Adaptive Recruitment Strategies for Rare Disease: Part III

Adaptive Recruitment Strategies for Rare Disease: Part III

Posted by BBKWorldwide on Thu, Aug 20, 2015

Adaptive recruitment strategies for rare diseasePart I of our blog series on adaptive patient recruitment focused on the importance of early support. Part II looked at how to best analyze investigator resources to optimize patient recruitment efforts, including cultivating integrated relationships. Today we wrap up our rare disease series on recruitment with two final tactics that can yield strong results.

Internet Advertising is a Must

When you or a loved one is diagnosed with a disease, chances are the first place you go is online to research that disease in more detail. In the rare disease community especially, patients, caregivers, and their loved ones crave information about what they’re dealing with and will go digging online to uncover whatever information is available. Paid search, banner ads and a study website are all minimum requirements for casting the wide net needed in rare disease.

Advocacy groups are also online, and are likely to be aware of and aggregating information to publish about upcoming therapies and studies.

A solid web presence will lend legitimacy to your trial for the public, and will allow patients and potential referring physicians to learn about it and reach out on their own terms. It is a relatively affordable way to maximize reach.

Eliminate Transportation Burdens

In rare disease there are often only a handful of patients, and chances are those patients are scattered across the globe. Lifting the burden of transportation ensures patients – or the parents or caregivers of patients, feel more comfortable enrolling in a trial when they are not faced with the worry of travel.

When planning travel infrastructure, ensure that safeguards are in place to offset the unknown (unknown location and unknown timeframe for travel for example). Arrangements must be made quickly to get a patient from point A to point B, so open communication lines to key decision makers are a must.

When only one patient may signify as much as 20 percent of your enrollment, the expectation of higher cost is inherent. This cost can be realized in unexpected hurdles in the travel process, but travel is a given in rare disease.

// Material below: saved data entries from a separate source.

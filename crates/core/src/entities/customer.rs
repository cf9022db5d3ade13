//! Customer entity.

use serde::{Deserialize, Serialize};

use crate::entities::Coupon;
use crate::types::{CustomerId, Email};

/// A customer who purchases coupons.
#[derive(Debug, Clone, PartialEq, Serialize, Deserialize)]
#[serde(rename_all = "camelCase")]
pub struct Customer {
    pub id: CustomerId,
    pub first_name: String,
    pub last_name: String,
    pub email: Email,
    pub password: String,
    /// Coupons this customer has purchased, when the server includes them.
    #[serde(default)]
    pub coupons: Vec<Coupon>,
}
//! Each cube computes one `block_m` by `block_n` block of the output.
//!
//! Slices of depth `block_k` of both operands are cast to the computation type while they are
//! staged in shared memory. Every unit then accumulates its register tile from the staged slices,
//! and the accumulators are cast to the output type once the whole reduction is done.
use cubecl::prelude::*;
use half::f16;

use crate::CastMatmulDTypes;
use crate::components::{
    BlockPosition, CUBE_SIDE, CastMatmulError, CastMatmulProblem, DType, TileConfig,
};

/// Maps the linear cube id to the output block it computes, grouping `group_m` block rows
/// together for L2 reuse.
#[cube]
pub fn block_position(
    cube_id: usize,
    grid_m: usize,
    grid_n: usize,
    #[comptime] group_m: usize,
) -> BlockPosition {
    let width = grid_n * group_m;
    let group_id = cube_id / width;
    let first_row = group_id * group_m;

    let mut group_size = grid_m - first_row;
    if group_size > group_m {
        group_size = group_m;
    }

    BlockPosition {
        row: first_row + cube_id % group_size,
        col: (cube_id % width) / group_size,
    }
}

/// Stages `lhs[row_offset.., k_offset..]` in shared memory.
///
/// Rows wrap around `m` so every load stays in bounds, the rows that do not exist are never
/// stored. Columns past `k` are zero filled so they do not contribute to the dot products.
#[cube]
fn load_lhs_tile<Lhs: CubePrimitive, C: Numeric>(
    lhs: &Tensor<Lhs>,
    tile: &mut SharedMemory<C>,
    row_offset: usize,
    k_offset: usize,
    #[comptime] config: TileConfig,
) {
    let m = lhs.shape(0);
    let k = lhs.shape(1);
    let tile_size = config.block_m * config.block_k;

    let mut index = UNIT_POS as usize;
    while index < tile_size {
        let row = index / config.block_k;
        let col = index % config.block_k;
        let global_k = k_offset + col;

        let mut value = C::from_int(0);
        if global_k < k {
            let global_row = (row_offset + row) % m;
            value = C::cast_from(lhs[global_row * lhs.stride(0) + global_k * lhs.stride(1)]);
        }
        tile[index] = value;

        index += CUBE_SIDE * CUBE_SIDE;
    }
}

/// Stages `rhs[k_offset.., col_offset..]` in shared memory, wrapping columns around `n`.
#[cube]
fn load_rhs_tile<Rhs: CubePrimitive, C: Numeric>(
    rhs: &Tensor<Rhs>,
    tile: &mut SharedMemory<C>,
    col_offset: usize,
    k_offset: usize,
    #[comptime] config: TileConfig,
) {
    let k = rhs.shape(0);
    let n = rhs.shape(1);
    let tile_size = config.block_k * config.block_n;

    let mut index = UNIT_POS as usize;
    while index < tile_size {
        let row = index / config.block_n;
        let col = index % config.block_n;
        let global_k = k_offset + row;

        let mut value = C::from_int(0);
        if global_k < k {
            let global_col = (col_offset + col) % n;
            value = C::cast_from(rhs[global_k * rhs.stride(0) + global_col * rhs.stride(1)]);
        }
        tile[index] = value;

        index += CUBE_SIDE * CUBE_SIDE;
    }
}

#[cube(launch_unchecked)]
fn cast_matmul_kernel<
    Lhs: CubePrimitive,
    Rhs: CubePrimitive,
    C: Numeric,
    Acc: Numeric,
    Out: Numeric,
>(
    lhs: &Tensor<Lhs>,
    rhs: &Tensor<Rhs>,
    out: &mut Tensor<Out>,
    #[comptime] config: TileConfig,
) {
    let m = lhs.shape(0);
    let k = lhs.shape(1);
    let n = rhs.shape(1);

    let grid_m = (m + config.block_m - 1) / config.block_m;
    let grid_n = (n + config.block_n - 1) / config.block_n;
    let block = block_position(CUBE_POS_X as usize, grid_m, grid_n, config.group_m);

    let row_offset = block.row * config.block_m;
    let col_offset = block.col * config.block_n;

    // Units of a row are CUBE_SIDE columns apart so neighbours hit neighbouring addresses.
    let rows_per_unit = config.block_m / CUBE_SIDE;
    let cols_per_unit = config.block_n / CUBE_SIDE;
    let unit_row = UNIT_POS_Y as usize;
    let unit_col = UNIT_POS_X as usize;

    let mut lhs_tile = SharedMemory::<C>::new(config.block_m * config.block_k);
    let mut rhs_tile = SharedMemory::<C>::new(config.block_k * config.block_n);

    let mut accumulators = Array::<Acc>::new(rows_per_unit * cols_per_unit);
    #[unroll]
    for i in 0..rows_per_unit * cols_per_unit {
        accumulators[i] = Acc::from_int(0);
    }

    let num_k_blocks = (k + config.block_k - 1) / config.block_k;
    for k_block in 0..num_k_blocks {
        let k_offset = k_block * config.block_k;

        load_lhs_tile::<Lhs, C>(lhs, &mut lhs_tile, row_offset, k_offset, config);
        load_rhs_tile::<Rhs, C>(rhs, &mut rhs_tile, col_offset, k_offset, config);
        sync_cube();

        for kk in 0..config.block_k {
            #[unroll]
            for r in 0..rows_per_unit {
                let row = unit_row + r * CUBE_SIDE;
                let a = Acc::cast_from(lhs_tile[row * config.block_k + kk]);

                #[unroll]
                for c in 0..cols_per_unit {
                    let col = unit_col + c * CUBE_SIDE;
                    let b = Acc::cast_from(rhs_tile[kk * config.block_n + col]);

                    let index = r * cols_per_unit + c;
                    accumulators[index] = accumulators[index] + a * b;
                }
            }
        }

        sync_cube();
    }

    #[unroll]
    for r in 0..rows_per_unit {
        let row = row_offset + unit_row + r * CUBE_SIDE;

        #[unroll]
        for c in 0..cols_per_unit {
            let col = col_offset + unit_col + c * CUBE_SIDE;

            if row < m && col < n {
                out[row * out.stride(0) + col * out.stride(1)] =
                    Out::cast_from(accumulators[r * cols_per_unit + c]);
            }
        }
    }
}

/// Launches the cast matmul for statically known operand and output types.
///
/// Operands only need to be loadable and castable, so fp8 and other storage-only types work.
///
/// The computation and accumulation types are resolved from the operand and output types.
#[allow(clippy::result_large_err)]
pub fn launch<R: Runtime, Lhs: CubePrimitive, Rhs: CubePrimitive, Out: Numeric>(
    client: &ComputeClient<R>,
    lhs: &TensorHandleRef<'_, R>,
    rhs: &TensorHandleRef<'_, R>,
    out: &TensorHandleRef<'_, R>,
    problem: &CastMatmulProblem,
    dtypes: CastMatmulDTypes,
    config: TileConfig,
) -> Result<(), CastMatmulError> {
    let compute = dtypes.compute();
    let accumulator = dtypes.accumulator();

    log::debug!(
        "Cast matmul m={} n={} k={}: {} x {} -> {}, computed in {compute}, accumulated in {accumulator}, config {config:?}",
        problem.m,
        problem.n,
        problem.k,
        dtypes.lhs,
        dtypes.rhs,
        dtypes.out,
    );

    match (compute, accumulator) {
        (DType::F16, DType::F16) => {
            launch_kernel::<R, Lhs, Rhs, f16, f16, Out>(client, lhs, rhs, out, problem, config)
        }
        (DType::F16, _) => {
            launch_kernel::<R, Lhs, Rhs, f16, f32, Out>(client, lhs, rhs, out, problem, config)
        }
        _ => launch_kernel::<R, Lhs, Rhs, f32, f32, Out>(client, lhs, rhs, out, problem, config),
    }
}

#[allow(clippy::result_large_err)]
fn launch_kernel<
    R: Runtime,
    Lhs: CubePrimitive,
    Rhs: CubePrimitive,
    C: Numeric,
    Acc: Numeric,
    Out: Numeric,
>(
    client: &ComputeClient<R>,
    lhs: &TensorHandleRef<'_, R>,
    rhs: &TensorHandleRef<'_, R>,
    out: &TensorHandleRef<'_, R>,
    problem: &CastMatmulProblem,
    config: TileConfig,
) -> Result<(), CastMatmulError> {
    let cube_count = config.cube_count(problem.m, problem.n);
    let cube_dim = config.cube_dim();

    log::debug!("Launching {cube_count:?} cubes of {cube_dim:?}");

    unsafe {
        cast_matmul_kernel::launch_unchecked::<Lhs, Rhs, C, Acc, Out, R>(
            client,
            cube_count,
            cube_dim,
            lhs.as_tensor_arg(1),
            rhs.as_tensor_arg(1),
            out.as_tensor_arg(1),
            config,
        )?;
    }

    Ok(())
}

Advanced planning will help mitigate the risk of a ballooning budget by identifying multiple possible scenarios (or cultural issues), but it can’t foresee everything. As such, a critical piece of advanced planning is building in flexibility, and establishing clear communication pathways and escalation plans at the outset of the campaign.

These strategies coupled with those outlined in our earlier posts can effectively position a campaign to yield higher referral numbers and reduce overall trial timelines.